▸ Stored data
-------

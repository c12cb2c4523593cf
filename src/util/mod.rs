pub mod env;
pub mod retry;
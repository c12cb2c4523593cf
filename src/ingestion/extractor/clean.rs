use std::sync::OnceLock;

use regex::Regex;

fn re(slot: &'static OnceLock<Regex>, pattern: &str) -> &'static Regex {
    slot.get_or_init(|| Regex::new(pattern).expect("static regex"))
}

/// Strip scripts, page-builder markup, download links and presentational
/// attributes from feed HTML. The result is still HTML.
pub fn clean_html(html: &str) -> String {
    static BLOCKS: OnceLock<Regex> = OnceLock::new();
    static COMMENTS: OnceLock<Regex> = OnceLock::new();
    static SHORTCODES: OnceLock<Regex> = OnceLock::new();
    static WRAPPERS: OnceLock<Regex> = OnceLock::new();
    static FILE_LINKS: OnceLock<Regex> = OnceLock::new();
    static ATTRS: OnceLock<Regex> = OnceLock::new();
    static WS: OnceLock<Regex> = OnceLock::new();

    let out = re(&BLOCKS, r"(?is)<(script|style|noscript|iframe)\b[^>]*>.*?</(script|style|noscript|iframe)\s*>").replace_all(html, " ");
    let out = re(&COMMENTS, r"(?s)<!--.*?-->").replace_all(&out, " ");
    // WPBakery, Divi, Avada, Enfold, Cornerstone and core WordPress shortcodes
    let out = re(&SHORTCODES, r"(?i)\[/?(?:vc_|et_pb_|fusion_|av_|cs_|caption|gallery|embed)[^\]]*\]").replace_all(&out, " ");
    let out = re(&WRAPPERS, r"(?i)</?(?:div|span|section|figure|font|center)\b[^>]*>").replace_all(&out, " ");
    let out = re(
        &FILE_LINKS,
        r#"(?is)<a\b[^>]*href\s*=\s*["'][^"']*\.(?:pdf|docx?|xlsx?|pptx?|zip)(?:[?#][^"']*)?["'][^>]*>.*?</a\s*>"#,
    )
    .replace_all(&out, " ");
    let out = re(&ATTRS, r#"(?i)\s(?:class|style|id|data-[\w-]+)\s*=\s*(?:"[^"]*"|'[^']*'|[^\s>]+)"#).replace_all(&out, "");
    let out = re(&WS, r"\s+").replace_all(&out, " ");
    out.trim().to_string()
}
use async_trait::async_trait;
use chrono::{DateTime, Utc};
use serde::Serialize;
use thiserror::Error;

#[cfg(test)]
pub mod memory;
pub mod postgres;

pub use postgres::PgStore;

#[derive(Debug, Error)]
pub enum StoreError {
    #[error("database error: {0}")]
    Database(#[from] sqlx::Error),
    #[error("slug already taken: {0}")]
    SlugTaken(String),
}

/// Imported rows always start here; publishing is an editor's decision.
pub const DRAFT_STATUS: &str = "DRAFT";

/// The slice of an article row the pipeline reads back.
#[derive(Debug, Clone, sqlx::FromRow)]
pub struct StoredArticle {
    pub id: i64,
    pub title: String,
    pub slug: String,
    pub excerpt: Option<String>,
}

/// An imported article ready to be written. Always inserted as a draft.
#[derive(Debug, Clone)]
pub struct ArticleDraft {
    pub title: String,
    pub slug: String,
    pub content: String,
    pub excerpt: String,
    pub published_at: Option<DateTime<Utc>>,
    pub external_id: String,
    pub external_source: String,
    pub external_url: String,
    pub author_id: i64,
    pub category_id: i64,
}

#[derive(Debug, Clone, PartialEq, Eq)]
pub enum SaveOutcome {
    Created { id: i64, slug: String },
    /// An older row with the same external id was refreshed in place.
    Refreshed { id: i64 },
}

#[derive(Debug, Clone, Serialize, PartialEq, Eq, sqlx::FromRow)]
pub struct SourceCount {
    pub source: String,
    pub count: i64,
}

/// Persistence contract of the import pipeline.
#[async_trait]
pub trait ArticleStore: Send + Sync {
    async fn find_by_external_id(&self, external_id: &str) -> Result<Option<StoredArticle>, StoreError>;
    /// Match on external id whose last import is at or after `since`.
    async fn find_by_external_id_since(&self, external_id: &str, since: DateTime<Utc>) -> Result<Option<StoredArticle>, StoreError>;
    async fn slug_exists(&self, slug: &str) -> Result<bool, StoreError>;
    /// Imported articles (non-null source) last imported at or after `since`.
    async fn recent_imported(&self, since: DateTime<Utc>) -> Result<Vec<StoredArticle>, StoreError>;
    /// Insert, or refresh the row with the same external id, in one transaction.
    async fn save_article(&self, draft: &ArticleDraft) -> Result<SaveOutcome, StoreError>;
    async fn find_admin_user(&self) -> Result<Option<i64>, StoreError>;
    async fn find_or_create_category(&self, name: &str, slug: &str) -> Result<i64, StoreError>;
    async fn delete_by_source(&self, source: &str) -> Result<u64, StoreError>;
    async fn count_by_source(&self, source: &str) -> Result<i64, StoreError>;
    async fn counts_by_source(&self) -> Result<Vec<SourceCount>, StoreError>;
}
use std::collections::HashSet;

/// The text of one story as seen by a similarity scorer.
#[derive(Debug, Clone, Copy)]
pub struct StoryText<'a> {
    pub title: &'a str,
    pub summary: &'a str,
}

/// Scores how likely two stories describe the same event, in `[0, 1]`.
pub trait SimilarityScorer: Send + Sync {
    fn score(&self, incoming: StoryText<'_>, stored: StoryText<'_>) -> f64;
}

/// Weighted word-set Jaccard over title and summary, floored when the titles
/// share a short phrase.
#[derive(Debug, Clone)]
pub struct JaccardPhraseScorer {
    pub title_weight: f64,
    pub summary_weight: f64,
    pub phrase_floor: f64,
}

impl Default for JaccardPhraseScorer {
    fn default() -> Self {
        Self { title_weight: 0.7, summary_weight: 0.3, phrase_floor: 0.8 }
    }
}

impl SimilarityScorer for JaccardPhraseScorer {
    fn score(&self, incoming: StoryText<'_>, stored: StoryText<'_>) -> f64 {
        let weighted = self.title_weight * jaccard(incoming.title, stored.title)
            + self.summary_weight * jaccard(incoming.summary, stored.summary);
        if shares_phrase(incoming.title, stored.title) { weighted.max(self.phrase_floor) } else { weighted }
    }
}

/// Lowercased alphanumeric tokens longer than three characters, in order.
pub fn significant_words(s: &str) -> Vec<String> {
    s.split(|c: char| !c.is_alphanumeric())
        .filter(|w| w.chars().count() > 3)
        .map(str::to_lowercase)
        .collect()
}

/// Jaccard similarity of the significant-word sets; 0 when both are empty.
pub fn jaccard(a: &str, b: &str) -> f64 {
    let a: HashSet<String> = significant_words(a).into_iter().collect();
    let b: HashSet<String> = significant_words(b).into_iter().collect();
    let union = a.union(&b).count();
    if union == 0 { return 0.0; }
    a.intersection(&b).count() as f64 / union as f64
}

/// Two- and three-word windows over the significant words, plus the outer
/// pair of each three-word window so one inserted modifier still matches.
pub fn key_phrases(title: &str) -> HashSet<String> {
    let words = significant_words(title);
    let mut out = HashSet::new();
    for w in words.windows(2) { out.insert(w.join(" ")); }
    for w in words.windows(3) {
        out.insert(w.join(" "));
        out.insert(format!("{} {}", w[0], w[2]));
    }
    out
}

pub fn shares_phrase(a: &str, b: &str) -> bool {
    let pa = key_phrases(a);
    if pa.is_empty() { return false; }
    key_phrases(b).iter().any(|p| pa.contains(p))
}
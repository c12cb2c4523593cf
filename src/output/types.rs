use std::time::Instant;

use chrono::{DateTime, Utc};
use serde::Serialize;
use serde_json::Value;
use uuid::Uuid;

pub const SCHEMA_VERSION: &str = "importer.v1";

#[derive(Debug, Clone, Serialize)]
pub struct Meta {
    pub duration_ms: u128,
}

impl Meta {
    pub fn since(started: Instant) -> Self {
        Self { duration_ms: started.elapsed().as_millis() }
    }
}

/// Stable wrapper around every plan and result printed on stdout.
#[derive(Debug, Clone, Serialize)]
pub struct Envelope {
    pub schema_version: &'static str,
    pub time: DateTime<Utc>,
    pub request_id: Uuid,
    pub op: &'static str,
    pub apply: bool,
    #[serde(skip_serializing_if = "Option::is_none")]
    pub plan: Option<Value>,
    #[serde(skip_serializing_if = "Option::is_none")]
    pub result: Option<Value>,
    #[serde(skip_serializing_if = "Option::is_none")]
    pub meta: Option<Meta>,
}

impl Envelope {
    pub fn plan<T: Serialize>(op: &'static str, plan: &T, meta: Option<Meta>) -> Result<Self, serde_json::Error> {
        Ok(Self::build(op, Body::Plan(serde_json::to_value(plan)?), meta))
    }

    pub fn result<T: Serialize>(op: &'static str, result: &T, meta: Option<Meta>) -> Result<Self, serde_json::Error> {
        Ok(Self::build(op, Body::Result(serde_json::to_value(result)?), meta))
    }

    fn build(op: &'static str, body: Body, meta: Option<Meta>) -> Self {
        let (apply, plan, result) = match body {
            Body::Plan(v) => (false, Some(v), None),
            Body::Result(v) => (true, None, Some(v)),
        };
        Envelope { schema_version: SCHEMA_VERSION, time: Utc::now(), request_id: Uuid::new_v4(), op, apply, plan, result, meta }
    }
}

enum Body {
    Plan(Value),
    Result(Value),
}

-------

▸ Exercise prompt
When you reach the line containing "let weighted = self.title_weight" in the data above, start copying exactly, and stop after the line containing "use std::time::Instant;".

▸ Task response
        let weighted = self.title_weight * jaccard(incoming.title, stored.title)
            + self.summary_weight * jaccard(incoming.summary, stored.summary);
        if shares_phrase(incoming.title, stored.title) { weighted.max(self.phrase_floor) } else { weighted }
    }
}

/// Lowercased alphanumeric tokens longer than three characters, in order.
pub fn significant_words(s: &str) -> Vec<String> {
    s.split(|c: char| !c.is_alphanumeric())
        .filter(|w| w.chars().count() > 3)
        .map(str::to_lowercase)
        .collect()
}

/// Jaccard similarity of the significant-word sets; 0 when both are empty.
pub fn jaccard(a: &str, b: &str) -> f64 {
    let a: HashSet<String> = significant_words(a).into_iter().collect();
    let b: HashSet<String> = significant_words(b).into_iter().collect();
    let union = a.union(&b).count();
    if union == 0 { return 0.0; }
    a.intersection(&b).count() as f64 / union as f64
}

/// Two- and three-word windows over the significant words, plus the outer
/// pair of each three-word window so one inserted modifier still matches.
pub fn key_phrases(title: &str) -> HashSet<String> {
    let words = significant_words(title);
    let mut out = HashSet::new();
    for w in words.windows(2) { out.insert(w.join(" ")); }
    for w in words.windows(3) {
        out.insert(w.join(" "));
        out.insert(format!("{} {}", w[0], w[2]));
    }
    out
}

pub fn shares_phrase(a: &str, b: &str) -> bool {
    let pa = key_phrases(a);
    if pa.is_empty() { return false; }
    key_phrases(b).iter().any(|p| pa.contains(p))
}
repository c12cb2c4523593cf
filename src/output/types.rs
use std::time::Instant;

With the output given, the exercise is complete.